* _Your instructions_:
Only the lines of the data below from the one with "self.orphans.contains_key(txid)" through the one with "while self.orphans.len() >= self.max_orphans" are wanted. Repeat them exactly.

++++++++++

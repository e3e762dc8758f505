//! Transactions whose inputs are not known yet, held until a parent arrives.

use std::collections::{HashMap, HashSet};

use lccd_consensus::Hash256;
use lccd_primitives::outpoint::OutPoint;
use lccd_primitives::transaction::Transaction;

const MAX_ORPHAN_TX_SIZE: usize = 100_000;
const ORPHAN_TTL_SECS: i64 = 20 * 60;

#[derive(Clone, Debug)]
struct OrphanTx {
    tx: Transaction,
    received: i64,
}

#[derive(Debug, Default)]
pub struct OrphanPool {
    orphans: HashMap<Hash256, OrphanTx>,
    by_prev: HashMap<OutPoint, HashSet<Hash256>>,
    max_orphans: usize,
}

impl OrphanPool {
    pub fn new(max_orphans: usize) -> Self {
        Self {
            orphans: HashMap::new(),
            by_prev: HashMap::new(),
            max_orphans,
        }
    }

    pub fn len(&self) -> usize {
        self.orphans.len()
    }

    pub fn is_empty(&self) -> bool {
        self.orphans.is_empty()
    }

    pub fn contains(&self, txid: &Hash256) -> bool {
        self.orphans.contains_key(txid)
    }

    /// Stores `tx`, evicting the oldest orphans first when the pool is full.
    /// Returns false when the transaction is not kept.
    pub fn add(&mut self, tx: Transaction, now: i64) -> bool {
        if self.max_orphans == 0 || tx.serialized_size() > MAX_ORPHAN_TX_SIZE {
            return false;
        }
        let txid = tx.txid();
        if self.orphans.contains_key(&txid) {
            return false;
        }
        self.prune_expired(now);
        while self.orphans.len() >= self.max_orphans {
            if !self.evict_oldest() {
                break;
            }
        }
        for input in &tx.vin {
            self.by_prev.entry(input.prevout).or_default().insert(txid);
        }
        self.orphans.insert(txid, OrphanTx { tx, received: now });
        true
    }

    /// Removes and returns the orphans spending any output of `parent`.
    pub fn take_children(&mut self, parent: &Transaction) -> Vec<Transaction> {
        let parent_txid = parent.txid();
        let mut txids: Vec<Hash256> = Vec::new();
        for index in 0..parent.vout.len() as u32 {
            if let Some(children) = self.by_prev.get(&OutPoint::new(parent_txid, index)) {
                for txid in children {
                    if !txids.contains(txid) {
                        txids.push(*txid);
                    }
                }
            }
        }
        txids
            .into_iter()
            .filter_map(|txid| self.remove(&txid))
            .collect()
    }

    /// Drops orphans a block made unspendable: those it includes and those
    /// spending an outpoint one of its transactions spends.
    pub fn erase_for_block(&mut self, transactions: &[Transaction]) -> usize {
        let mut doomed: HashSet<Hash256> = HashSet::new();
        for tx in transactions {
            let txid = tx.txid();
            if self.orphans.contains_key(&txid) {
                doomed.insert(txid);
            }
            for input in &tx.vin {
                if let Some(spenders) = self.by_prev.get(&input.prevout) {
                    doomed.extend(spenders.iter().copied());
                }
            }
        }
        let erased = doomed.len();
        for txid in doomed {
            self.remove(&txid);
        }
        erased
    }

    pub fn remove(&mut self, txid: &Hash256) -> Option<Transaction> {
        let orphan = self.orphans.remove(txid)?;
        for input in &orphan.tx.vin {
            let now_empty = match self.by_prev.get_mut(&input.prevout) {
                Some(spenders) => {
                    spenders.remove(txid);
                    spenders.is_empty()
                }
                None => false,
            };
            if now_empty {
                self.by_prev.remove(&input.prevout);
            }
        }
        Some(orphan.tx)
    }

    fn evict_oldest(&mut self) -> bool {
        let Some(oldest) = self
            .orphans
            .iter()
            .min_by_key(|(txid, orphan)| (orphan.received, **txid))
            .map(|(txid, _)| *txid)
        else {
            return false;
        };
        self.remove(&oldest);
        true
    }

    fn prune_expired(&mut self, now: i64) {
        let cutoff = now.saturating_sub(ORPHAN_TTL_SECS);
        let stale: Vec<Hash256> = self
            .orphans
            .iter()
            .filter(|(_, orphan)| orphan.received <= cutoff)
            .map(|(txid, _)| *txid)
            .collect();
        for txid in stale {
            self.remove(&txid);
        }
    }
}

++++++++++

* _Response to this task_:
        self.orphans.contains_key(txid)
    }

    /// Stores `tx`, evicting the oldest orphans first when the pool is full.
    /// Returns false when the transaction is not kept.
    pub fn add(&mut self, tx: Transaction, now: i64) -> bool {
        if self.max_orphans == 0 || tx.serialized_size() > MAX_ORPHAN_TX_SIZE {
            return false;
        }
        let txid = tx.txid();
        if self.orphans.contains_key(&txid) {
            return false;
        }
        self.prune_expired(now);
        while self.orphans.len() >= self.max_orphans {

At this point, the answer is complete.